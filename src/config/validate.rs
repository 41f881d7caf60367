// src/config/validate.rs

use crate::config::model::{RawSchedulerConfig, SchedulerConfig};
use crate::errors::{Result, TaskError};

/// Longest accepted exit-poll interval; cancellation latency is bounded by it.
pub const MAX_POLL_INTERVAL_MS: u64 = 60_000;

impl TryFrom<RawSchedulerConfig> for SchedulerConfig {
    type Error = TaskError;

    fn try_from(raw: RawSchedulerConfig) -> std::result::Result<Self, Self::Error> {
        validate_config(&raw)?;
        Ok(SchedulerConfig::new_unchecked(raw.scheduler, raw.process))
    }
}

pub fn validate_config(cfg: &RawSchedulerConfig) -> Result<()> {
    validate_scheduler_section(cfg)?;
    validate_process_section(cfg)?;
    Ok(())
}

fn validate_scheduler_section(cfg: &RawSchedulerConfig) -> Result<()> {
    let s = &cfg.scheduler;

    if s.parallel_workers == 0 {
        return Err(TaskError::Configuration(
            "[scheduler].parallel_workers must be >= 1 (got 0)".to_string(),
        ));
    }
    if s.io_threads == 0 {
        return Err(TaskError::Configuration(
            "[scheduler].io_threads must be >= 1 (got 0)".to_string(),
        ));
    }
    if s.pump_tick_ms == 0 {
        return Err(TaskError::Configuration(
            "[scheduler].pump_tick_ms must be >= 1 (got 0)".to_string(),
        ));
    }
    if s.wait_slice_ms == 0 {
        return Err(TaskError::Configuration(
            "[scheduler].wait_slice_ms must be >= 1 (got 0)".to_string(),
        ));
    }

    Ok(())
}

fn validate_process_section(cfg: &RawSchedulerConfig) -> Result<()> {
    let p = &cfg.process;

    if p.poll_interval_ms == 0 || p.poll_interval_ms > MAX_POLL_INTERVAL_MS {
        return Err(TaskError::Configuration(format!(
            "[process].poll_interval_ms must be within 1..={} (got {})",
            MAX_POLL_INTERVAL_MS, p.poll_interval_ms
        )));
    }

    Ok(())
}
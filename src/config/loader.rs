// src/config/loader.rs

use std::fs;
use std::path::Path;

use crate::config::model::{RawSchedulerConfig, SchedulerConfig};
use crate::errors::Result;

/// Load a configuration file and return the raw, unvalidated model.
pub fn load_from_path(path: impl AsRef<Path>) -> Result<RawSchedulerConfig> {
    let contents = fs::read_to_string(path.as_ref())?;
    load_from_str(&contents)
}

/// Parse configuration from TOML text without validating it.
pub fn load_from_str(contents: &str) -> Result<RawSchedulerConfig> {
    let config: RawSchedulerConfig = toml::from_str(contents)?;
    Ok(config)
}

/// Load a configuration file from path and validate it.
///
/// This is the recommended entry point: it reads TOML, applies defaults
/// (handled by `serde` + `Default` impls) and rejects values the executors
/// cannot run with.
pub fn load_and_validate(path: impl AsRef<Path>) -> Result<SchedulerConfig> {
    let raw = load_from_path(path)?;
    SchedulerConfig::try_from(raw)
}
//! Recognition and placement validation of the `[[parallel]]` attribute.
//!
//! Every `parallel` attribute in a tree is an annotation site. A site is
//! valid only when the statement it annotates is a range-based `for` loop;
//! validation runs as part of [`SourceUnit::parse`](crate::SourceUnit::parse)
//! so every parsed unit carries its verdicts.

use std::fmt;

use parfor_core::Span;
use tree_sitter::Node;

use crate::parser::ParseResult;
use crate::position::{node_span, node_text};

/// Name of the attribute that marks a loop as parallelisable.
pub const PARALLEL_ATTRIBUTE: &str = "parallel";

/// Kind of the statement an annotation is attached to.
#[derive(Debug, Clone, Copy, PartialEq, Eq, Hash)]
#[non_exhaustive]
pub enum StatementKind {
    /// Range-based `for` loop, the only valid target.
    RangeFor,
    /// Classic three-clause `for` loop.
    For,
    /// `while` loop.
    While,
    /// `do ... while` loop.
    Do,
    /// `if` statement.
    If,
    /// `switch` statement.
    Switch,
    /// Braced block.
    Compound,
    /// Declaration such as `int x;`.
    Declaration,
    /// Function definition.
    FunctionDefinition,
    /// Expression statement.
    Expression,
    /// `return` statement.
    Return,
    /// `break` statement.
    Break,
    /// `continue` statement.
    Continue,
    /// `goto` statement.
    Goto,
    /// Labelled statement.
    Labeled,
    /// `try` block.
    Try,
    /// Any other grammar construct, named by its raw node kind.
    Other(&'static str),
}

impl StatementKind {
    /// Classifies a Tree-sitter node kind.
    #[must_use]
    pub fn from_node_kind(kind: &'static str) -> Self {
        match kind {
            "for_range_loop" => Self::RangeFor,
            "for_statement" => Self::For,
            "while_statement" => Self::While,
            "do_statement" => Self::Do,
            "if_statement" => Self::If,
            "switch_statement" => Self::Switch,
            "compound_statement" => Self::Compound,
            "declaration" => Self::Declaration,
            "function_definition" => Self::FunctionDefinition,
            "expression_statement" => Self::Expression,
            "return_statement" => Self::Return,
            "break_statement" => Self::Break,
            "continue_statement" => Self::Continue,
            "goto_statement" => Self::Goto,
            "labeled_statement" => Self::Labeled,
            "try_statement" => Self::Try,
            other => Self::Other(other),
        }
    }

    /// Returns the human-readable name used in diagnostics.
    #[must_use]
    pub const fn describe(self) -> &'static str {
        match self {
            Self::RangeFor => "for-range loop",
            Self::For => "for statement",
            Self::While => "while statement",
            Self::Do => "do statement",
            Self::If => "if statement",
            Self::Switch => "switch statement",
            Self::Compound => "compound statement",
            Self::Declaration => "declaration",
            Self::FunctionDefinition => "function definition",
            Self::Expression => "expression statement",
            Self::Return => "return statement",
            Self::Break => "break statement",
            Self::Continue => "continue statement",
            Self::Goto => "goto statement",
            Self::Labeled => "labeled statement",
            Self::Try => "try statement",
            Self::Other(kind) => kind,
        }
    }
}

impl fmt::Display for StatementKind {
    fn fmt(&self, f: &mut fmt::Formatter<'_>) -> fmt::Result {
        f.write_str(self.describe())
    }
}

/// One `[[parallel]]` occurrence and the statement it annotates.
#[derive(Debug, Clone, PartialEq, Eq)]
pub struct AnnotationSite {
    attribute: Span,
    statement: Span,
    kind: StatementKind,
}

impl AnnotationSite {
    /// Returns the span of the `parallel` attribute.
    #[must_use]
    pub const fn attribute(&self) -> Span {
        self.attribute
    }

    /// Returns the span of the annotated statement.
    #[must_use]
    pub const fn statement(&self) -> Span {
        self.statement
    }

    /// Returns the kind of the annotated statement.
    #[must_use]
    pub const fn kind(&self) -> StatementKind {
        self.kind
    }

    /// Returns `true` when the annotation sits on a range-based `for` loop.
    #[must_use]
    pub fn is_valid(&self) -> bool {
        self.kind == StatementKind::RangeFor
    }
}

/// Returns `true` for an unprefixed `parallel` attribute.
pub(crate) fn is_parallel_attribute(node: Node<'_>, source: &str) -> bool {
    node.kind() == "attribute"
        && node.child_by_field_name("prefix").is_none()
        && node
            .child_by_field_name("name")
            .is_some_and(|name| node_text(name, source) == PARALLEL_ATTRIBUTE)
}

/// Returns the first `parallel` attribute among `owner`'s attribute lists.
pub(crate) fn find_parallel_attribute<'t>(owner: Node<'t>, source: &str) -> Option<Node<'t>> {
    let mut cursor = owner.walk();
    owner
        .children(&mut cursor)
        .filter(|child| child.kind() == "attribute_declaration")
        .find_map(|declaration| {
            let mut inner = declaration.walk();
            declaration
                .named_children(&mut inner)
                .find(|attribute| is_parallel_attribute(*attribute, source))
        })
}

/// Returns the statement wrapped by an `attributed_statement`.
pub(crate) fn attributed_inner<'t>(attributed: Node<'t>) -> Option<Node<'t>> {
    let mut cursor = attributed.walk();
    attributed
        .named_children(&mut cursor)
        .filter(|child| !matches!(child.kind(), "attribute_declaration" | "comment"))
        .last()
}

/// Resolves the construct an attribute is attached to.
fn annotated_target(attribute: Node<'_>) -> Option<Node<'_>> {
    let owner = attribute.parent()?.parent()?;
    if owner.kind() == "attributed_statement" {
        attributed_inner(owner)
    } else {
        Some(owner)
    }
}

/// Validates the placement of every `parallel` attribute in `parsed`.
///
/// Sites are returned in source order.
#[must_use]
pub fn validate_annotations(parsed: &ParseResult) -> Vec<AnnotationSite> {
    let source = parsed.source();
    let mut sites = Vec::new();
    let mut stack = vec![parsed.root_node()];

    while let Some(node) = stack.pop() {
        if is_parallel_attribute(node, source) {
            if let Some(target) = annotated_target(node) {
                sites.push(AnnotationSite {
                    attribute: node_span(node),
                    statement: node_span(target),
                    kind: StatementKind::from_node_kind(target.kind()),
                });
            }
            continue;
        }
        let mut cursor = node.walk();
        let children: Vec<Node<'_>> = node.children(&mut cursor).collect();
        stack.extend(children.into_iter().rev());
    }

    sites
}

...

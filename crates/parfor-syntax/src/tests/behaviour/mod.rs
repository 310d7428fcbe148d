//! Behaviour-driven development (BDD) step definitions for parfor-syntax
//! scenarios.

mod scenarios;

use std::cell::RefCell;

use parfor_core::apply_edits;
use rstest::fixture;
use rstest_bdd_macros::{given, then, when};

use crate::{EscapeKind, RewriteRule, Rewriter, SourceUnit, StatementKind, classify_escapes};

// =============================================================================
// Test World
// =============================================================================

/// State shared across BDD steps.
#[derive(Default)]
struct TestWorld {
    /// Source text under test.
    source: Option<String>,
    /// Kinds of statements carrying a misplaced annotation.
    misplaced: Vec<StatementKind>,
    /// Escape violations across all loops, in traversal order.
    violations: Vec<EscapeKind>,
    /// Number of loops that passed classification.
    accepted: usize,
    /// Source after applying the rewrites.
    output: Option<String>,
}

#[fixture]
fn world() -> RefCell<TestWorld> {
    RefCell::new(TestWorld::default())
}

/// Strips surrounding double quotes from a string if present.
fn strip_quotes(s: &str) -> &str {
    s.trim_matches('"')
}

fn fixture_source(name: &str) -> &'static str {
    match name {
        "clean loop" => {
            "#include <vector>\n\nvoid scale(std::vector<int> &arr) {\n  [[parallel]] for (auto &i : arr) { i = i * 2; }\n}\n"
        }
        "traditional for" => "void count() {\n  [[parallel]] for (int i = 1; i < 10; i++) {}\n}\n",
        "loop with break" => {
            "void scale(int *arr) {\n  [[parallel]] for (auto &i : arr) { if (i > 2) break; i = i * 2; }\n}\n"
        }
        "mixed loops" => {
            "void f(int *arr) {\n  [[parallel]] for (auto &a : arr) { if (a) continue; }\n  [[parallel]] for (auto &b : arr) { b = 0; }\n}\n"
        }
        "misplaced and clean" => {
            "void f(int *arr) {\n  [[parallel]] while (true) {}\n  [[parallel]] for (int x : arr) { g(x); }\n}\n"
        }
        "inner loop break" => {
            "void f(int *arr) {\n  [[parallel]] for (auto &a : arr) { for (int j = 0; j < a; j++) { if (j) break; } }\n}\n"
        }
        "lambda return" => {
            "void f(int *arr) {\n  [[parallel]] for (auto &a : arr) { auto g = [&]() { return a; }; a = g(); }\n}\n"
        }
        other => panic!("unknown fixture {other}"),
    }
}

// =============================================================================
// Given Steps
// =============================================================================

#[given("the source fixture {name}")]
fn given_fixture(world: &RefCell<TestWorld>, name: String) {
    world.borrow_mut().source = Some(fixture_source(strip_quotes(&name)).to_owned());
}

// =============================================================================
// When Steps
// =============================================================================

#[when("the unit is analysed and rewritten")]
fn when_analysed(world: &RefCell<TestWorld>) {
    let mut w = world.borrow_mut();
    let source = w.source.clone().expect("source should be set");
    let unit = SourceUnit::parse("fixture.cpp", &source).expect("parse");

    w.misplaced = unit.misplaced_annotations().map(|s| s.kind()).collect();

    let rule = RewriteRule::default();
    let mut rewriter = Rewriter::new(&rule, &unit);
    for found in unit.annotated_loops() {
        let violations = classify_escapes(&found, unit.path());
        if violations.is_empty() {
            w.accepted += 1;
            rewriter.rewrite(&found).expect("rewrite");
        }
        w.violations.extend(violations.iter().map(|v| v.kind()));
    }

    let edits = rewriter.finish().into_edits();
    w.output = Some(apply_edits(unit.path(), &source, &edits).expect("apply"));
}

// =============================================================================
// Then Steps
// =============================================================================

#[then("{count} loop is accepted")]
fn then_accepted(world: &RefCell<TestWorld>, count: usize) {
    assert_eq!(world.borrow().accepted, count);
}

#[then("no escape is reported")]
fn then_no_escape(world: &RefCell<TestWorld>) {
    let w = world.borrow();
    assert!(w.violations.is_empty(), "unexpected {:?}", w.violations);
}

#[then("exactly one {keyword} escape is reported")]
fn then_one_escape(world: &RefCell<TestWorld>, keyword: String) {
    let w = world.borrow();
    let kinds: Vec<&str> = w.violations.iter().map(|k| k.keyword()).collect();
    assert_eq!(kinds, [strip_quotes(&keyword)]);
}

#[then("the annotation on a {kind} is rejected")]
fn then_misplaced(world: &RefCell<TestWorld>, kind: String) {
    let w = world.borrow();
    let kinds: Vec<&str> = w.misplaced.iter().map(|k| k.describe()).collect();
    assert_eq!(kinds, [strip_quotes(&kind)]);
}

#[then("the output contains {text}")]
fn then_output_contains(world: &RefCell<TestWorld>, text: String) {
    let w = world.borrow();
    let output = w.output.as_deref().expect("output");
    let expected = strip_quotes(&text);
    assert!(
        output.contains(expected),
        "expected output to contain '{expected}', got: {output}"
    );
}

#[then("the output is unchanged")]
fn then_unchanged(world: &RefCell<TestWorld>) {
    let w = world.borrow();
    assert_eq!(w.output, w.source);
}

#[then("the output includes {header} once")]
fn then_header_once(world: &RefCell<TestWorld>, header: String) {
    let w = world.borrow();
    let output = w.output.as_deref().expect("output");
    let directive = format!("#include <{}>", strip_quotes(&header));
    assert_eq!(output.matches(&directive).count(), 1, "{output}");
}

What is required: Your answer should consist only of the lines above between the line holding "validate_scheduler_section(cfg)?;" and the line holding "let p = &cfg.process;", inclusive, each transcribed exactly.

Result of the task:
    validate_scheduler_section(cfg)?;
    validate_process_section(cfg)?;
    Ok(())
}

fn validate_scheduler_section(cfg: &RawSchedulerConfig) -> Result<()> {
    let s = &cfg.scheduler;

    if s.parallel_workers == 0 {
        return Err(TaskError::Configuration(
            "[scheduler].parallel_workers must be >= 1 (got 0)".to_string(),
        ));
    }
    if s.io_threads == 0 {
        return Err(TaskError::Configuration(
            "[scheduler].io_threads must be >= 1 (got 0)".to_string(),
        ));
    }
    if s.pump_tick_ms == 0 {
        return Err(TaskError::Configuration(
            "[scheduler].pump_tick_ms must be >= 1 (got 0)".to_string(),
        ));
    }
    if s.wait_slice_ms == 0 {
        return Err(TaskError::Configuration(
            "[scheduler].wait_slice_ms must be >= 1 (got 0)".to_string(),
        ));
    }

    Ok(())
}

fn validate_process_section(cfg: &RawSchedulerConfig) -> Result<()> {
    let p = &cfg.process;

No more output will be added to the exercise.